Imagine it’s 1962, and Robert F. Wagner, the mayor of New York City, wants to elect his own candidate in a Democratic primary for Congress in Chicago. Do you think Mayor Richard J. Daley would have stood for a rival mayor playing politics in his city? 

The Boss would not have, and it would not have been possible, either. Fifty years ago, organizations still elected politicians, and there’s no way a New York mayor could have competed with Daley’s army of patronage “volunteers.”
 
But this is 2013, when money and television are more important than ward bosses.
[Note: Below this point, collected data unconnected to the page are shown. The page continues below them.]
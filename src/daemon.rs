//! Worker loop
//!
//! Each refinery process repeats: list ready merge requests, claim one,
//! process it, release or close. Several processes may run this loop
//! against the same queue; the claim manager keeps them apart. The poll
//! interval is a safety net, not a scheduler - a cycle also runs once at
//! startup.

use crate::claim;
use crate::engineer::Engineer;
use crate::error::{Error, Result};
use crate::store::fields::DEFAULT_TARGET;
use tracing::{error, info, warn};

/// Run the worker loop until ctrl-c.
pub async fn run(engineer: &Engineer, rig: Option<&str>) -> Result<()> {
    let config = engineer.config().clone();
    if !config.enabled {
        info!("merge queue disabled for this rig");
        return Ok(());
    }
    info!(
        worker = engineer.worker(),
        poll = %humantime::format_duration(config.poll_interval),
        "refinery worker started"
    );

    let mut ticker = tokio::time::interval(config.poll_interval);
    loop {
        tokio::select! {
            _ = ticker.tick() => {
                if let Err(e) = process_cycle(engineer, rig).await {
                    error!(error = %e, "poll cycle failed");
                }
            }
            _ = tokio::signal::ctrl_c() => {
                info!("shutting down");
                return Ok(());
            }
        }
    }
}

/// One poll cycle: claim and process up to `max_concurrent` ready
/// merge requests.
///
/// A mainline refinery only takes merge requests targeting `main`;
/// with `integration_refinery` set the split flips and this worker
/// serves the integration-branch queues instead.
pub async fn process_cycle(engineer: &Engineer, rig: Option<&str>) -> Result<()> {
    let config = engineer.config();
    let ready: Vec<_> = claim::list_ready(
        engineer.store().as_ref(),
        rig,
        config.stale_claim_timeout,
    )
    .await?
    .into_iter()
    .filter(|mr| (mr.target != DEFAULT_TARGET) == config.integration_refinery)
    .collect();
    if ready.is_empty() {
        return Ok(());
    }
    info!(count = ready.len(), "ready merge requests");

    for mr in ready.into_iter().take(config.max_concurrent) {
        let claimed = match claim::claim(
            engineer.store().as_ref(),
            &mr.id,
            engineer.worker(),
            config.stale_claim_timeout,
        )
        .await
        {
            Ok(claimed) => claimed,
            Err(Error::AlreadyClaimed { mr, holder }) => {
                // another worker won the race; pick different work next cycle
                info!(mr = %mr, holder = %holder, "lost claim race");
                continue;
            }
            Err(e) => return Err(e),
        };

        match engineer.process(&claimed).await {
            Ok(outcome) => {
                info!(mr = %outcome.mr_id, commit = %outcome.merge_commit, "merged");
            }
            Err(e @ (Error::GateFailure { .. } | Error::ConflictDetected { .. })) => {
                // bookkeeping already done by the processor
                warn!(mr = %claimed.id, error = %e, "processing failed");
            }
            Err(e) => {
                error!(mr = %claimed.id, error = %e, "processing aborted");
                if let Err(rel) = claim::release(engineer.store().as_ref(), &claimed.id).await {
                    warn!(mr = %claimed.id, error = %rel, "could not release claim");
                }
            }
        }
    }
    Ok(())
}
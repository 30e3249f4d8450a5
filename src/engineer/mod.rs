//! Merge processor ("the Engineer")
//!
//! Drives one claimed merge request through rebase, gates, and merge.
//! Split in two:
//! 1. Plan - describe the steps for this merge request (pure, testable)
//! 2. Execute - perform them against git and the issue store (effectful)

mod execute;
mod plan;

pub use execute::{Engineer, ProcessOutcome};
pub use plan::{create_process_plan, ProcessPlan, ProcessStep};
//! Git operations used by the merge processor
//!
//! Git is an external collaborator: rebase, merge, and push are primitive
//! subprocess operations. The trait exists so scheduling logic can be
//! tested against a recording fake without a real repository.

use crate::error::{Error, Result};
use async_trait::async_trait;
use std::path::PathBuf;
use std::process::Stdio;
use tokio::process::Command;
use tracing::debug;

/// Git primitives consumed by the refinery
#[async_trait]
pub trait GitOps: Send + Sync {
    /// Fetch all refs from origin.
    async fn fetch(&self) -> Result<()>;

    /// Check out a branch.
    async fn checkout(&self, branch: &str) -> Result<()>;

    /// Create a branch at the given start point without checking it out.
    async fn create_branch_from(&self, branch: &str, start: &str) -> Result<()>;

    /// Delete a local branch.
    async fn delete_branch(&self, branch: &str) -> Result<()>;

    /// Delete a branch on origin.
    async fn delete_remote_branch(&self, branch: &str) -> Result<()>;

    /// Whether a local branch exists.
    async fn branch_exists(&self, branch: &str) -> Result<bool>;

    /// Whether `origin/<branch>` exists.
    async fn remote_branch_exists(&self, branch: &str) -> Result<bool>;

    /// Rebase the current branch onto the given ref.
    async fn rebase(&self, onto: &str) -> Result<()>;

    /// Abort an in-progress rebase.
    async fn abort_rebase(&self) -> Result<()>;

    /// Fast-forward-only merge of a ref into the current branch.
    async fn merge_ff(&self, reference: &str) -> Result<()>;

    /// No-fast-forward merge of a ref into the current branch.
    async fn merge_no_ff(&self, reference: &str, message: &str) -> Result<()>;

    /// Abort an in-progress merge.
    async fn abort_merge(&self) -> Result<()>;

    /// Push a branch to origin, optionally forced.
    async fn push(&self, branch: &str, force: bool) -> Result<()>;

    /// Whether `ancestor` is an ancestor of `descendant`.
    async fn is_ancestor(&self, ancestor: &str, descendant: &str) -> Result<bool>;

    /// Number of commits `branch` is ahead of `base`.
    async fn commits_ahead(&self, branch: &str, base: &str) -> Result<u32>;

    /// Author date of the first commit unique to a branch, RFC 3339-ish.
    async fn branch_created_date(&self, branch: &str, base: &str) -> Result<Option<String>>;

    /// Resolve a ref to a commit SHA.
    async fn rev(&self, reference: &str) -> Result<String>;

    /// Hard-reset the current branch to a ref.
    async fn reset_hard(&self, reference: &str) -> Result<()>;

    /// Whether two refs have identical trees (an empty merge).
    async fn diff_empty(&self, a: &str, b: &str) -> Result<bool>;
}

/// `GitOps` implementation shelling out to the git CLI
#[derive(Debug, Clone)]
pub struct CliGit {
    repo: PathBuf,
}

impl CliGit {
    /// Create a git handle for the given repository root.
    #[must_use]
    pub fn new(repo: impl Into<PathBuf>) -> Self {
        Self { repo: repo.into() }
    }

    async fn run(&self, op: &str, args: &[&str]) -> Result<String> {
        debug!(op, ?args, "git call");
        let output = Command::new("git")
            .arg("-C")
            .arg(&self.repo)
            .args(args)
            .stdin(Stdio::null())
            .stdout(Stdio::piped())
            .stderr(Stdio::piped())
            .output()
            .await
            .map_err(|e| Error::git(op, format!("failed to run git: {e}")))?;
        if !output.status.success() {
            let stderr = String::from_utf8_lossy(&output.stderr);
            return Err(Error::git(op, stderr.trim()));
        }
        Ok(String::from_utf8_lossy(&output.stdout).trim().to_string())
    }

    /// Like `run`, but a non-zero exit is a boolean false, not an error.
    async fn check(&self, args: &[&str]) -> Result<bool> {
        let status = Command::new("git")
            .arg("-C")
            .arg(&self.repo)
            .args(args)
            .stdin(Stdio::null())
            .stdout(Stdio::null())
            .stderr(Stdio::null())
            .status()
            .await
            .map_err(|e| Error::git("check", format!("failed to run git: {e}")))?;
        Ok(status.success())
    }
}

#[async_trait]
impl GitOps for CliGit {
    async fn fetch(&self) -> Result<()> {
        self.run("fetch", &["fetch", "origin", "--prune"]).await?;
        Ok(())
    }

    async fn checkout(&self, branch: &str) -> Result<()> {
        self.run("checkout", &["checkout", branch]).await?;
        Ok(())
    }

    async fn create_branch_from(&self, branch: &str, start: &str) -> Result<()> {
        self.run("branch", &["branch", branch, start]).await?;
        Ok(())
    }

    async fn delete_branch(&self, branch: &str) -> Result<()> {
        self.run("branch -D", &["branch", "-D", branch]).await?;
        Ok(())
    }

    async fn delete_remote_branch(&self, branch: &str) -> Result<()> {
        self.run("push --delete", &["push", "origin", "--delete", branch])
            .await?;
        Ok(())
    }

    async fn branch_exists(&self, branch: &str) -> Result<bool> {
        self.check(&[
            "show-ref",
            "--verify",
            "--quiet",
            &format!("refs/heads/{branch}"),
        ])
        .await
    }

    async fn remote_branch_exists(&self, branch: &str) -> Result<bool> {
        self.check(&[
            "show-ref",
            "--verify",
            "--quiet",
            &format!("refs/remotes/origin/{branch}"),
        ])
        .await
    }

    async fn rebase(&self, onto: &str) -> Result<()> {
        self.run("rebase", &["rebase", onto]).await?;
        Ok(())
    }

    async fn abort_rebase(&self) -> Result<()> {
        self.run("rebase --abort", &["rebase", "--abort"]).await?;
        Ok(())
    }

    async fn merge_ff(&self, reference: &str) -> Result<()> {
        self.run("merge --ff-only", &["merge", "--ff-only", reference])
            .await?;
        Ok(())
    }

    async fn merge_no_ff(&self, reference: &str, message: &str) -> Result<()> {
        self.run("merge --no-ff", &["merge", "--no-ff", "-m", message, reference])
            .await?;
        Ok(())
    }

    async fn abort_merge(&self) -> Result<()> {
        self.run("merge --abort", &["merge", "--abort"]).await?;
        Ok(())
    }

    async fn push(&self, branch: &str, force: bool) -> Result<()> {
        let mut args = vec!["push", "origin", branch];
        if force {
            args.push("--force-with-lease");
        }
        self.run("push", &args).await?;
        Ok(())
    }

    async fn is_ancestor(&self, ancestor: &str, descendant: &str) -> Result<bool> {
        self.check(&["merge-base", "--is-ancestor", ancestor, descendant])
            .await
    }

    async fn commits_ahead(&self, branch: &str, base: &str) -> Result<u32> {
        let out = self
            .run(
                "rev-list --count",
                &["rev-list", "--count", &format!("{base}..{branch}")],
            )
            .await?;
        out.parse()
            .map_err(|e| Error::git("rev-list --count", format!("bad count {out:?}: {e}")))
    }

    async fn branch_created_date(&self, branch: &str, base: &str) -> Result<Option<String>> {
        let out = self
            .run(
                "log",
                &[
                    "log",
                    "--reverse",
                    "--format=%aI",
                    &format!("{base}..{branch}"),
                ],
            )
            .await?;
        Ok(out.lines().next().map(str::to_string))
    }

    async fn rev(&self, reference: &str) -> Result<String> {
        self.run("rev-parse", &["rev-parse", reference]).await
    }

    async fn reset_hard(&self, reference: &str) -> Result<()> {
        self.run("reset --hard", &["reset", "--hard", reference])
            .await?;
        Ok(())
    }

    async fn diff_empty(&self, a: &str, b: &str) -> Result<bool> {
        self.check(&["diff", "--quiet", a, b]).await
    }
}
And as a result, billionaire New York Mayor Michael Bloomberg is the big daddy in the Democratic primary for the 2nd Congressional District special election.

Bloomberg’s super PAC, Independence USA, reportedly has spent $2 million on TV ads attacking former Rep. Debbie Halvorson for her stance on gun control and promoting Robin Kelly, the most consistently anti-gun candidate in the race. That’s more money than all the other candidates combined have spent. As a result of the media onslaught, state Sen. Toi Hutchinson dropped out of the race and threw her support to Kelly.
 
Mayor Rahm Emanuel has chosen not to make an endorsement in the race, probably because he doesn’t want to slight Ald. Anthony Beale. So into that vacuum poured Bloomberg and his money. If Kelly is elected, as now seems likely, she’ll owe more to the mayor of New York than to the mayor of Chicago or the president of the Cook County Board. Even though Kelly was Toni Preckwinkle’s chief administrative officer, Preckwinkle endorsed Hutchinson. Her endorsement, it turned out, meant less than Bloomberg’s.
 
Like I said, Daley would never have let that happen.